Gravestone of William Farrow  Hanslope

The Monday Photo

What does this gravestone at Hanslope have to do with a disused, hidden piece of road on the way there from Haversham?

It’s the story of murder, suicide and a mysterious inscription on a gravestone.

On a scorching hot July Sunday in 1912, William Farrow lay in wait for his employer, Squire Edward Watts. He had been Squire Watts’ head gamekeeper, but had recently been sacked. He hid in the spinney that surrounded the old crossroads, less than a mile along the road from Hanslope.
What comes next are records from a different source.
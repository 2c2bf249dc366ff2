//! IPR curve sampler
//!
//! Discretizes a resolved correlation into an ordered `(p, q)` curve for
//! the external plotting collaborator. Sampled pressures run from standard
//! pressure up to the governing reservoir pressure in integer-floored
//! steps of `p_res / n_intervals`, merged with the pressures of any
//! recorded test points, sorted ascending and deduplicated.
//!
//! The governing pressure is a parameter (not always the well's present
//! `p_res`) so future curves can be sampled at the declined pressure.

use crate::error::IprError;
use crate::types::{
    CurvePoint, Method, Phase, ProductionCurve, ThreePhaseWell, Well, STANDARD_PRESSURE,
};

/// Round a sampled rate to 2 decimal places for plotting.
fn round_rate(q: f64) -> f64 {
    (q * 100.0).round() / 100.0
}

/// Build the ascending pressure axis: fixed-step segments from standard
/// pressure plus the supplied test-point pressures and `p_res` itself.
fn sample_pressures(
    p_res: f64,
    n_intervals: i32,
    test_pressures: impl Iterator<Item = f64>,
) -> Vec<f64> {
    let mut pressures: Vec<f64> = test_pressures.collect();
    pressures.push(p_res);

    // Integer-floored step; a step below 1 psia would never advance.
    let interval = (p_res / f64::from(n_intervals)).floor();
    if interval >= 1.0 {
        let mut segment = STANDARD_PRESSURE;
        while segment < p_res {
            pressures.push(segment);
            segment += interval;
        }
    }

    pressures.sort_by(|a, b| a.partial_cmp(b).unwrap_or(std::cmp::Ordering::Equal));
    pressures.dedup();
    pressures
}

impl Well {
    /// Sample an IPR curve for `method` at the governing pressure `p_res`.
    ///
    /// For Fetkovich the regression is refitted from the live dataset at
    /// sampling time. `n_intervals <= 0` yields an empty curve (explicit
    /// no-op, not an error).
    pub fn production_curve(
        &self,
        method: Method,
        q_max: f64,
        n_intervals: i32,
        p_res: f64,
    ) -> Result<ProductionCurve, IprError> {
        if n_intervals <= 0 {
            return Ok(ProductionCurve::default());
        }
        if !p_res.is_finite() || p_res <= 0.0 {
            return Err(IprError::domain(
                "curve sampler",
                format!("governing pressure must be positive, got {p_res}"),
            ));
        }

        let correlation = self.correlation(method)?;
        let points = sample_pressures(p_res, n_intervals, self.dataset.iter().map(|pt| pt.p))
            .into_iter()
            .map(|p| CurvePoint {
                p,
                q: round_rate(q_max * correlation.flow_ratio(p, p_res)),
            })
            .collect();

        Ok(ProductionCurve::from_points(points))
    }
}

impl ThreePhaseWell {
    /// Sample a phase-resolved Wiggin IPR curve at the governing pressure.
    pub fn production_curve(
        &self,
        method: Method,
        phase: Phase,
        q_max: f64,
        n_intervals: i32,
        p_res: f64,
    ) -> Result<ProductionCurve, IprError> {
        if n_intervals <= 0 {
            return Ok(ProductionCurve::default());
        }
        if method != Method::Wiggin {
            return Err(IprError::UnknownMethod(method.to_string()));
        }
        if !p_res.is_finite() || p_res <= 0.0 {
            return Err(IprError::domain(
                "curve sampler",
                format!("governing pressure must be positive, got {p_res}"),
            ));
        }

        let points = sample_pressures(p_res, n_intervals, self.dataset.iter().map(|pt| pt.p))
            .into_iter()
            .map(|p| CurvePoint {
                p,
                q: round_rate(q_max * crate::equations::wiggin_flow_ratio(phase, p, p_res)),
            })
            .collect();

        Ok(ProductionCurve::from_points(points))
    }
}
He held a loaded shotgun.

If you turned left at this crossroads you would be heading towards Tathall End, but turning right takes you towards Castlethorpe. Going straight on took you into the private drive of Hanslope Park, where the squire and his wife Sophie lived.

In the Spinney

The 67 year old Squire Watts and his wife approached on foot from Hanslope, returning from church. Edward would usually walk a few paces in front of Sophie, and they would talk as they went along.

As they came along the road into the spinney William Farrow fired at the squire, who fell with a fatal head wound. Sophie cried out and ran to him.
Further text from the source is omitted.